Exercise brief: Up to and including the line containing "parser so the", set down each line of the entries below exactly, starting from the first, and leave out the rest.
▬▬▬
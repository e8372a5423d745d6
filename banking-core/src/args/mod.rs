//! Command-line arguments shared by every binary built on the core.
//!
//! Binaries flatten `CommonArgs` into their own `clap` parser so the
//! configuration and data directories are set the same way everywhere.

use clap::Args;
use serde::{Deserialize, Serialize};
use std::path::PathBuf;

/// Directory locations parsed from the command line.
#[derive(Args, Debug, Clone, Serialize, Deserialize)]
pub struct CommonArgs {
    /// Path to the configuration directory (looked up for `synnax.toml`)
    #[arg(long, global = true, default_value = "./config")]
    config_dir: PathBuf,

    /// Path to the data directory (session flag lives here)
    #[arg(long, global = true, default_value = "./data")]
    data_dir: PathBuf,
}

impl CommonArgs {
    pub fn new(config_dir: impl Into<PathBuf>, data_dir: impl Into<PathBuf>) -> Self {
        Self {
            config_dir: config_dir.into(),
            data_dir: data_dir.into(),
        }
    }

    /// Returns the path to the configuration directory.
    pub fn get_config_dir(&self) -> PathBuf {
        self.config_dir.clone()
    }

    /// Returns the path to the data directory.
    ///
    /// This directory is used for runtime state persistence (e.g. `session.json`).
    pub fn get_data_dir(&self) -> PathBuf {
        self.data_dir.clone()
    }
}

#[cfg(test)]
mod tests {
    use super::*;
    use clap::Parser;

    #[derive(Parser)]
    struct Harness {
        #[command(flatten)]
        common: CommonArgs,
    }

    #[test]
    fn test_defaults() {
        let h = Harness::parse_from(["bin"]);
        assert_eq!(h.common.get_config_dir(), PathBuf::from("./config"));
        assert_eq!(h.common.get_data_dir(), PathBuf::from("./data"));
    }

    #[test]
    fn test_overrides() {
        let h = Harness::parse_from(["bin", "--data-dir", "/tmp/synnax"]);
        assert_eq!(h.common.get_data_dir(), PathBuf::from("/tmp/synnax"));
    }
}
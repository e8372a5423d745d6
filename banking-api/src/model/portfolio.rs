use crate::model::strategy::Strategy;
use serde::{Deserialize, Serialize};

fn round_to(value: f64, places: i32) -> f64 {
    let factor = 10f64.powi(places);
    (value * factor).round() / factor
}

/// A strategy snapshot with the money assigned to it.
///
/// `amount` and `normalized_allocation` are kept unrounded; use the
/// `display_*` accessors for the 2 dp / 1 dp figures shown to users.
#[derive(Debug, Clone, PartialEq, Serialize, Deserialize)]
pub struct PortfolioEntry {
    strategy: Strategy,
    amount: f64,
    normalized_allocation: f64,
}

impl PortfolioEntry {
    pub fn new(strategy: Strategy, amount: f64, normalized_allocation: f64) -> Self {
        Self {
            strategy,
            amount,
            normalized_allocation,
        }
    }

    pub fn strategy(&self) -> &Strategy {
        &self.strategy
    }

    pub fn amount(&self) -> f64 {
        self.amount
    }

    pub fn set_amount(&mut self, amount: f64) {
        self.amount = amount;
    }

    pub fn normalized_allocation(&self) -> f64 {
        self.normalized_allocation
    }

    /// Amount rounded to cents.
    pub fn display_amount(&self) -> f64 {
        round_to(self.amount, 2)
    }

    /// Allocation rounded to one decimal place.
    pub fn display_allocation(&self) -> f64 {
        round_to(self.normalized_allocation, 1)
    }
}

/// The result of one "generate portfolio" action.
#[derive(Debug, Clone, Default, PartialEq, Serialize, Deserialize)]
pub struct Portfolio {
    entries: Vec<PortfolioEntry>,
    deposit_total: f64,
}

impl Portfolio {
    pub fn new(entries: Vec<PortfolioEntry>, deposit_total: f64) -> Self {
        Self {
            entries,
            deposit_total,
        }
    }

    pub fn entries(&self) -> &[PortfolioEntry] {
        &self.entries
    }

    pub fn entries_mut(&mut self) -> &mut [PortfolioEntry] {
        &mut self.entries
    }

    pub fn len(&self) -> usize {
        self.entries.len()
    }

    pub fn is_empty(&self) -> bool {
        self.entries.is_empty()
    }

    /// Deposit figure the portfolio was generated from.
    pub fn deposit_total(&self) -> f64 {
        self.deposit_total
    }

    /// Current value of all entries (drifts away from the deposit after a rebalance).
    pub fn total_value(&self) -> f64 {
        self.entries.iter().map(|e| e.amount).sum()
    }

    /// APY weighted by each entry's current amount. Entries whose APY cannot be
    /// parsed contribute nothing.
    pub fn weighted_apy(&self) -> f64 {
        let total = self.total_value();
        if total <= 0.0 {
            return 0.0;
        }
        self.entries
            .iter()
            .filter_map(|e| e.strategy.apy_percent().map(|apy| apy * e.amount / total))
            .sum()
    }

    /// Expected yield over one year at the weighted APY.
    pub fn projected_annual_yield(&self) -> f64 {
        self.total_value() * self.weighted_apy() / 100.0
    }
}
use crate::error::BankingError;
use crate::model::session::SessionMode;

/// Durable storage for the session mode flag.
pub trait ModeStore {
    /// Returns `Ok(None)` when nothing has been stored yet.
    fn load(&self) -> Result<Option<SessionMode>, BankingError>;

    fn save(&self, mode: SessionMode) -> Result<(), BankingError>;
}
▬▬▬
Answer to the exercise:
repository e8372a5423d745d6
filename banking-core/src/args/mod.rs
//! Command-line arguments shared by every binary built on the core.
//!
//! Binaries flatten `CommonArgs` into their own `clap` parser so the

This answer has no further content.